Work instruction:
If a line in the material below has the word "popup", copy it.

Data shown:

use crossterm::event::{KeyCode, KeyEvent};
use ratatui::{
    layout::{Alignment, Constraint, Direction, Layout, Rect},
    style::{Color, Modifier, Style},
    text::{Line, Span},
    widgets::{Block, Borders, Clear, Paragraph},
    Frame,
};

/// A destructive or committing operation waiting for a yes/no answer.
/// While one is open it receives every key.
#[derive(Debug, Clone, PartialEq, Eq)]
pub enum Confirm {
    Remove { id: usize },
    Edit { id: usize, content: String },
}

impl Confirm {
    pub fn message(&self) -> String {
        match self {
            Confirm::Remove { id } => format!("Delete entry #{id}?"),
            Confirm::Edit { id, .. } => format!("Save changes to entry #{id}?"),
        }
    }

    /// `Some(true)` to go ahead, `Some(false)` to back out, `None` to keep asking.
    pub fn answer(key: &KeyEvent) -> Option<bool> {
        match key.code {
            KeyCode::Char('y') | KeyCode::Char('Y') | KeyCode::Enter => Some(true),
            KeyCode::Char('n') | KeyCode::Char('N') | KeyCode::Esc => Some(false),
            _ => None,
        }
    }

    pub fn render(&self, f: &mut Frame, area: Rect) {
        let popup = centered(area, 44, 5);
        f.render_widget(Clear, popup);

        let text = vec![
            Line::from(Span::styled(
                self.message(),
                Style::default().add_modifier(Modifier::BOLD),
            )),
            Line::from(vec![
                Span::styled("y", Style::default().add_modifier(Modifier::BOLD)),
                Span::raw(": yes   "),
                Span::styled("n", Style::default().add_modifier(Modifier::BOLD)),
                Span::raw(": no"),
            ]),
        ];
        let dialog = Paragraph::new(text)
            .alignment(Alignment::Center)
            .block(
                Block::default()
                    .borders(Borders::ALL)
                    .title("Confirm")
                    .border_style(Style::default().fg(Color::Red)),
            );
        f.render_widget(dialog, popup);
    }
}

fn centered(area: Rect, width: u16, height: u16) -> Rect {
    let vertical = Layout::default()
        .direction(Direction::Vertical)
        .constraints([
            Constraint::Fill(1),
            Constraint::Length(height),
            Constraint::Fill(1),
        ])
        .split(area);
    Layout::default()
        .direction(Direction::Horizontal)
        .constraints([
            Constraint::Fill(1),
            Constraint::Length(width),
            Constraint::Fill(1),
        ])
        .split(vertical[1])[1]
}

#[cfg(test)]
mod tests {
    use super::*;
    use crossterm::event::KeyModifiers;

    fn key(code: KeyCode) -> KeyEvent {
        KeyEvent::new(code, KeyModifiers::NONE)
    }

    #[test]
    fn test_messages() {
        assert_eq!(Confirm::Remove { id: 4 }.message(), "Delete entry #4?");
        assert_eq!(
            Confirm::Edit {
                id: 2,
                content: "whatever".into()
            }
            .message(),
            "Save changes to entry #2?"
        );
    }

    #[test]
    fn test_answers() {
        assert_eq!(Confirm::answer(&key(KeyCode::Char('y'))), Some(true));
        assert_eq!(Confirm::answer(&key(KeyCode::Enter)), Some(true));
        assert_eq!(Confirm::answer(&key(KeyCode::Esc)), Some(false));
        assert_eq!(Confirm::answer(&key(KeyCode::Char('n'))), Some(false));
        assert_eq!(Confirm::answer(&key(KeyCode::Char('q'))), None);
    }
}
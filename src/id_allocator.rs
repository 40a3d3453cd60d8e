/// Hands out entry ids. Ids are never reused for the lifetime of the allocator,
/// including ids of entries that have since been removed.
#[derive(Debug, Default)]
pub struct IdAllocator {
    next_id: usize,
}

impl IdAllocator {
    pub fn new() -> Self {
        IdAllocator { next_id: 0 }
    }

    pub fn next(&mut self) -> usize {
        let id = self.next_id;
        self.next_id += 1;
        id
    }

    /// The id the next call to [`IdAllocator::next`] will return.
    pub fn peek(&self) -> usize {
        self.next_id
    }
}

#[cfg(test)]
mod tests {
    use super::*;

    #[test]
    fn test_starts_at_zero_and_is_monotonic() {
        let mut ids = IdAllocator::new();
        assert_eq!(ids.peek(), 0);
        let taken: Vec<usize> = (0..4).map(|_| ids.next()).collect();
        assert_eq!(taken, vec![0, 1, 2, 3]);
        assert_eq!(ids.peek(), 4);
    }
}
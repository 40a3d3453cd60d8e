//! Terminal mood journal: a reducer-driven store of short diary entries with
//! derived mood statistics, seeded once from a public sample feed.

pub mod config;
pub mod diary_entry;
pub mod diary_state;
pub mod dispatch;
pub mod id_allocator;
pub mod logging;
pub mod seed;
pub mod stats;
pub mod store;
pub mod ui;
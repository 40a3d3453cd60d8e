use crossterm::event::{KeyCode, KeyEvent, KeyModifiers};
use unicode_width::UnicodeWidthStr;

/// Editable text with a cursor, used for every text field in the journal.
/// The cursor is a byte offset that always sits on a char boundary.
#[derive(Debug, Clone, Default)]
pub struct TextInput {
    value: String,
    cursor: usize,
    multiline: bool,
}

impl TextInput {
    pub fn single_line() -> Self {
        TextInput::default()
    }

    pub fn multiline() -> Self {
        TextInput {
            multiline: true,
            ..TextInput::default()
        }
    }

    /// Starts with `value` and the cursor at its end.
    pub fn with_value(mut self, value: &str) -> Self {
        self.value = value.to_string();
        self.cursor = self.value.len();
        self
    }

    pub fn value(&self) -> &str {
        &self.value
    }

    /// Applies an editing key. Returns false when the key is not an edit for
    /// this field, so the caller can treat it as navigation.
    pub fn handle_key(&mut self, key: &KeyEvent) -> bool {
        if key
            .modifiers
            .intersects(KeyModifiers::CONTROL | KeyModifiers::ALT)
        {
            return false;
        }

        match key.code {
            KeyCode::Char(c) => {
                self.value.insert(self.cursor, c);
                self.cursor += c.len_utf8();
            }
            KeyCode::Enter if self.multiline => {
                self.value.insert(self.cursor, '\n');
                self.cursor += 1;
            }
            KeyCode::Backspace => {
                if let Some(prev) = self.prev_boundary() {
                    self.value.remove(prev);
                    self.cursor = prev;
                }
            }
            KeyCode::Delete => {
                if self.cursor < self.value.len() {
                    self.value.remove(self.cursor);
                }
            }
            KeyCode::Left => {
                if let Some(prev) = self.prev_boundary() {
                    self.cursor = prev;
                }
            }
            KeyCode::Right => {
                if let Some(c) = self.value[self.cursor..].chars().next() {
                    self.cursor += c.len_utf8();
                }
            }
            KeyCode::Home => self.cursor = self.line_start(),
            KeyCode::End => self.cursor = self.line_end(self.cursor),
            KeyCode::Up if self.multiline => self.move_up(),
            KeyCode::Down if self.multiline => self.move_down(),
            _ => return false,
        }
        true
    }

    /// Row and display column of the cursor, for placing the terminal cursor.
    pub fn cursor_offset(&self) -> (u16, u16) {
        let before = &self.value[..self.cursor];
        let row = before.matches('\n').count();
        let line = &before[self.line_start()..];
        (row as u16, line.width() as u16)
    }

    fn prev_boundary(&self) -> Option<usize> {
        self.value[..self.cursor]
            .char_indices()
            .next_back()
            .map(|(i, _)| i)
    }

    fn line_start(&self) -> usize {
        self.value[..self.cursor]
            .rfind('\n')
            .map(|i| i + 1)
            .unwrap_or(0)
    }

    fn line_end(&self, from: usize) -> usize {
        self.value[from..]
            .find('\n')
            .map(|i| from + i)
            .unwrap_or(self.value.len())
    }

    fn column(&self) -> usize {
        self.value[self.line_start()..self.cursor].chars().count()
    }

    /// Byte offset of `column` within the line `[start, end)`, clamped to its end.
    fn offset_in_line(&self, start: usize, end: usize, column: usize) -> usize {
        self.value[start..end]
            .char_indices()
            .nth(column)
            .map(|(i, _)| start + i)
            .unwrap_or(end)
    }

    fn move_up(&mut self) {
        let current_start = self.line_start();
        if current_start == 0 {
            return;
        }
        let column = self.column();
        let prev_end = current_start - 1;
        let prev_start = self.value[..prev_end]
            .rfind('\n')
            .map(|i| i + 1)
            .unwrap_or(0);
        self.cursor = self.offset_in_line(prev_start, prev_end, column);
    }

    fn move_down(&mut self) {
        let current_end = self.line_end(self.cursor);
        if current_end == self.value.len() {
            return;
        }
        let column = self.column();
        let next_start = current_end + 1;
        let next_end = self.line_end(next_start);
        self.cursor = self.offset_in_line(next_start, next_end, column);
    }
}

Written solution:
        let popup = centered(area, 44, 5);
        f.render_widget(Clear, popup);
        f.render_widget(dialog, popup);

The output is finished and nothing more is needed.